● **What is expected**
Lines with the word "BusinessError" in them are the ones to copy from the records.

● **The data**
use indexmap::IndexMap;
use indexmap::map::Entry;

use crate::{BusinessError, CatalogError, Cause, ErrorResponse, ResponseError, resolve};

/// Closed set of descriptors known to a service
///
/// Built once at startup and read-only afterwards. Codes are unique and the
/// catalog always holds the fallback used for unclassified failures.
#[derive(Debug, Clone)]
pub struct Catalog {
    errors: IndexMap<String, BusinessError>,
    fallback: BusinessError,
}

impl Catalog {
    /// Start building a catalog
    pub fn builder() -> CatalogBuilder {
        CatalogBuilder::default()
    }

    /// Look up a descriptor by code
    pub fn get(&self, code: &str) -> Option<&BusinessError> {
        self.errors.get(code)
    }

    /// Whether `code` is part of the catalog
    pub fn contains(&self, code: &str) -> bool {
        self.errors.contains_key(code)
    }

    /// Descriptors in registration order
    pub fn iter(&self) -> impl Iterator<Item = &BusinessError> {
        self.errors.values()
    }

    /// Number of descriptors
    pub fn len(&self) -> usize {
        self.errors.len()
    }

    /// Whether the catalog has no descriptors (never true once built)
    pub fn is_empty(&self) -> bool {
        self.errors.is_empty()
    }

    /// Descriptor reported when no layer classified a failure
    pub const fn fallback(&self) -> &BusinessError {
        &self.fallback
    }

    /// [`resolve`] against this catalog's fallback
    pub fn resolve(&self, err: Option<Cause>) -> ResponseError {
        resolve(err, self.fallback())
    }

    /// Boundary response for `err`, using this catalog's fallback
    pub fn respond(&self, err: Option<Cause>) -> ErrorResponse {
        ErrorResponse::from_error(err, self.fallback())
    }
}

impl<'a> IntoIterator for &'a Catalog {
    type Item = &'a BusinessError;
    type IntoIter = indexmap::map::Values<'a, String, BusinessError>;

    fn into_iter(self) -> Self::IntoIter {
        self.errors.values()
    }
}

/// Collects descriptors and validates them into a [`Catalog`]
#[derive(Debug, Default)]
pub struct CatalogBuilder {
    errors: Vec<BusinessError>,
    fallback: Option<String>,
}

impl CatalogBuilder {
    /// Register one descriptor
    #[must_use]
    pub fn error(mut self, error: BusinessError) -> Self {
        self.errors.push(error);
        self
    }

    /// Register several descriptors
    #[must_use]
    pub fn errors(mut self, errors: impl IntoIterator<Item = BusinessError>) -> Self {
        self.errors.extend(errors);
        self
    }

    /// Choose the fallback descriptor by code
    #[must_use]
    pub fn fallback(mut self, code: impl Into<String>) -> Self {
        self.fallback = Some(code.into());
        self
    }

    /// Validate and freeze the catalog
    ///
    /// # Errors
    ///
    /// Returns an error if a code is empty or duplicated, or if the fallback
    /// is missing or not registered
    pub fn build(self) -> Result<Catalog, CatalogError> {
        let mut errors = IndexMap::with_capacity(self.errors.len());

        for error in self.errors {
            if error.code().is_empty() {
                return Err(CatalogError::EmptyCode {
                    message: error.message().to_owned(),
                });
            }

            match errors.entry(error.code().to_owned()) {
                Entry::Occupied(entry) => {
                    return Err(CatalogError::DuplicateCode {
                        code: entry.key().clone(),
                    });
                }
                Entry::Vacant(entry) => {
                    entry.insert(error);
                }
            }
        }

        let fallback = self.fallback.ok_or(CatalogError::MissingFallback)?;

        let Some(fallback) = errors.get(&fallback).cloned() else {
            return Err(CatalogError::UnknownFallback { code: fallback });
        };

        tracing::debug!(errors = errors.len(), fallback = fallback.code(), "error catalog built");

        Ok(Catalog { errors, fallback })
    }
}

● **Exercise answer**
use crate::{BusinessError, CatalogError, Cause, ErrorResponse, ResponseError, resolve};
    errors: IndexMap<String, BusinessError>,
    fallback: BusinessError,
    pub fn get(&self, code: &str) -> Option<&BusinessError> {
    pub fn iter(&self) -> impl Iterator<Item = &BusinessError> {
    pub const fn fallback(&self) -> &BusinessError {
    type Item = &'a BusinessError;
    type IntoIter = indexmap::map::Values<'a, String, BusinessError>;
    errors: Vec<BusinessError>,
    pub fn error(mut self, error: BusinessError) -> Self {
    pub fn errors(mut self, errors: impl IntoIterator<Item = BusinessError>) -> Self {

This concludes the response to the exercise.